Lors des élections, les citoyens votent pour le candidat qui ressemble le plus à leur vision du monde. L’isoloir inaccessible doit garantir l’extraction aseptique de la volonté populaire. Tarnir les candidats avec des inexactitudes factuelles peut altérer les chances réelles d’élection. Seule une information complète, positive ou négative, peut amener un électorat instruit à choisir librement ses dirigeants. La propagande vise à diffuser des idées, dans le but d'influencer les gens et d'obtenir le soutien des électeurs. Il s’agit d’un processus valable qui doit être limité aux limites de «fair-play électoral".
C’est grâce à la propagande que les électeurs peuvent se faire une opinion sur les candidats aux élections. La politique est l’accumulation de forces et non l’art de la bonne volonté. Cependant, le choix individuel peut être soutenu par des préférences et des affinités personnelles, et il n’y a rien de mal à cela. La liberté de l'électeur d'aimer ou de ne pas aimer quelqu'un ne légitime cependant pas les pratiques de diffamation ou de calomnie à l'encontre de ses opposants. Le fait qu’il n’existe pas une seule vérité sur la controverse des récits politiques n’autorise personne à falsifier les faits sur la situation personnelle des candidats à des fonctions politiques.
Les réseaux sociaux constituent un environnement favorable à la diffusion rapide et amplifiée des « mensonges sur les faits ». Durant les campagnes électorales, les accusations fictives ne peuvent pas être utilisées pour affaiblir certains candidats et fabriquer artificiellement le succès des autres. L’expansion de l’accès technologique devient une menace pour le processus électoral.
As fausses nouvelles ils sont à la base de la désinformation électorale dans une société à l’éducation politique réduite. Le contrôle de sa propagation ne peut être effectué uniquement par le pouvoir judiciaire. Des mécanismes de contrôle et de vérification sociaux doivent être mis en pratique. La loi électorale contient des dispositions qui combattent les fausses informations : des mécanismes renforcés par le droit de réponse, l'interdiction de l'anonymat et la garantie constitutionnelle de la liberté d'expression.[I]

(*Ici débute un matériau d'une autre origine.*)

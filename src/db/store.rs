//! Document store
//!
//! Every record is a JSON document filed under a collection and a string id.
//! Listing returns documents in the order they were first written; an upsert
//! keeps the original position.

use rusqlite::{params, Connection, OptionalExtension};
use serde::de::DeserializeOwned;
use serde::Serialize;

use super::connection::DbResult;

/// Named document collections
#[derive(Debug, Clone, Copy, PartialEq, Eq, Hash)]
pub enum Collection {
    Patients,
    Foods,
    Diets,
    Routines,
    Exercises,
}

impl Collection {
    pub const ALL: [Collection; 5] = [
        Collection::Patients,
        Collection::Foods,
        Collection::Diets,
        Collection::Routines,
        Collection::Exercises,
    ];

    pub fn as_str(&self) -> &'static str {
        match self {
            Collection::Patients => "patients",
            Collection::Foods => "foods",
            Collection::Diets => "diets",
            Collection::Routines => "routines",
            Collection::Exercises => "exercises",
        }
    }
}

/// A record stored as one JSON document
pub trait Document: Serialize + DeserializeOwned {
    const COLLECTION: Collection;

    fn id(&self) -> &str;
}

/// Fetch one document
pub fn get<D: Document>(conn: &Connection, id: &str) -> DbResult<Option<D>> {
    let body: Option<String> = conn
        .query_row(
            "SELECT body FROM records WHERE collection = ?1 AND id = ?2",
            params![D::COLLECTION.as_str(), id],
            |row| row.get(0),
        )
        .optional()?;

    match body {
        Some(body) => Ok(Some(serde_json::from_str(&body)?)),
        None => Ok(None),
    }
}

/// All documents of a collection in insertion order
pub fn list<D: Document>(conn: &Connection) -> DbResult<Vec<D>> {
    let mut stmt =
        conn.prepare("SELECT body FROM records WHERE collection = ?1 ORDER BY seq ASC")?;

    let bodies = stmt
        .query_map([D::COLLECTION.as_str()], |row| row.get::<_, String>(0))?
        .collect::<Result<Vec<_>, _>>()?;

    let mut docs = Vec::with_capacity(bodies.len());
    for body in bodies {
        docs.push(serde_json::from_str(&body)?);
    }
    Ok(docs)
}

/// Insert or replace a document
pub fn put<D: Document>(conn: &Connection, doc: &D) -> DbResult<()> {
    let body = serde_json::to_string(doc)?;
    conn.execute(
        r#"
        INSERT INTO records (collection, id, body) VALUES (?1, ?2, ?3)
        ON CONFLICT(collection, id) DO UPDATE SET
            body = excluded.body,
            updated_at = datetime('now')
        "#,
        params![D::COLLECTION.as_str(), doc.id(), body],
    )?;
    Ok(())
}

/// Remove a document. Returns false when nothing was stored under the id.
pub fn delete<D: Document>(conn: &Connection, id: &str) -> DbResult<bool> {
    let rows = conn.execute(
        "DELETE FROM records WHERE collection = ?1 AND id = ?2",
        params![D::COLLECTION.as_str(), id],
    )?;
    Ok(rows > 0)
}

/// Number of documents in a collection
pub fn count(conn: &Connection, collection: Collection) -> DbResult<i64> {
    let n = conn.query_row(
        "SELECT COUNT(*) FROM records WHERE collection = ?1",
        [collection.as_str()],
        |row| row.get(0),
    )?;
    Ok(n)
}

#[cfg(test)]
mod tests {
    use super::*;
    use serde::Deserialize;

    use crate::db::migrations::run_migrations;
    use crate::db::Database;

    #[derive(Debug, Clone, PartialEq, Serialize, Deserialize)]
    struct Note {
        id: String,
        text: String,
    }

    impl Document for Note {
        // Any collection works; routines start out empty after seeding
        const COLLECTION: Collection = Collection::Routines;

        fn id(&self) -> &str {
            &self.id
        }
    }

    fn note(id: &str, text: &str) -> Note {
        Note {
            id: id.to_string(),
            text: text.to_string(),
        }
    }

    fn setup() -> Database {
        let db = Database::in_memory().unwrap();
        db.with_conn(run_migrations).unwrap();
        db
    }

    #[test]
    fn test_put_and_get() {
        let db = setup();
        let conn = db.get_conn().unwrap();

        put(&conn, &note("a", "first")).unwrap();
        let found: Option<Note> = get(&conn, "a").unwrap();
        assert_eq!(found, Some(note("a", "first")));

        let missing: Option<Note> = get(&conn, "zzz").unwrap();
        assert!(missing.is_none());
    }

    #[test]
    fn test_upsert_keeps_order() {
        let db = setup();
        let conn = db.get_conn().unwrap();

        put(&conn, &note("a", "one")).unwrap();
        put(&conn, &note("b", "two")).unwrap();
        put(&conn, &note("a", "one, edited")).unwrap();

        let all: Vec<Note> = list(&conn).unwrap();
        assert_eq!(all, vec![note("a", "one, edited"), note("b", "two")]);
        assert_eq!(count(&conn, Collection::Routines).unwrap(), 2);
    }

    #[test]
    fn test_delete() {
        let db = setup();
        let conn = db.get_conn().unwrap();

        put(&conn, &note("a", "one")).unwrap();
        assert!(delete::<Note>(&conn, "a").unwrap());
        assert!(!delete::<Note>(&conn, "a").unwrap());
        assert_eq!(get::<Note>(&conn, "a").unwrap(), None);
    }

    #[test]
    fn test_collections_are_separate() {
        let db = setup();
        let conn = db.get_conn().unwrap();

        put(&conn, &note("shared-id", "routine")).unwrap();
        assert_eq!(count(&conn, Collection::Routines).unwrap(), 1);
        assert_eq!(count(&conn, Collection::Diets).unwrap(), 0);
    }

    #[test]
    fn test_corrupt_body_is_json_error() {
        let db = setup();
        let conn = db.get_conn().unwrap();

        conn.execute(
            "INSERT INTO records (collection, id, body) VALUES ('routines', 'bad', '{\"id\": 1}')",
            [],
        )
        .unwrap();

        let err = get::<Note>(&conn, "bad").unwrap_err();
        assert!(matches!(err, crate::db::DbError::Json(_)));
    }
}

De vastes débats politiques, des critiques sérieuses et une pluralité d'idées doivent prévaloir lors des élections. Déformer les faits, sans avoir le temps politique de les contredire, est une désinformation délibérée qui mine notre démocratie. Le sujet est d'actualité et l'Observatoire de la démocratie AGU entend le porter à la réflexion de tous, afin d'améliorer les mécanismes de contrôle juridique et social. À l’ère de la politique postfactuelle, il va de soi que nous sommes tous immergés dans la post-vérité. Si les pré-mensonges envahissent la scène politique, nos électeurs n’auront aucun moyen de se défendre.
*Georghio A. Tomelin, Avocat, il est titulaire d'un doctorat en droit de l'État de l'USP et d'un doctorat en philosophie de la PUC-SP. Conseiller de l'Observatoire de la Démocratie AGU.
Note
[I] Pour approfondir le sujet, nous recommandons le texte « La liberté d'expression et la diffusion de l'information conditionnées à la perturbation des élections électorales » (publié par Georghio Tomelin, Kahio Fernando Garcia Alves et Marcelo Andrade dans REDESP 14/2024, v. 8 n. 1 – TRESP EJEP Magazine).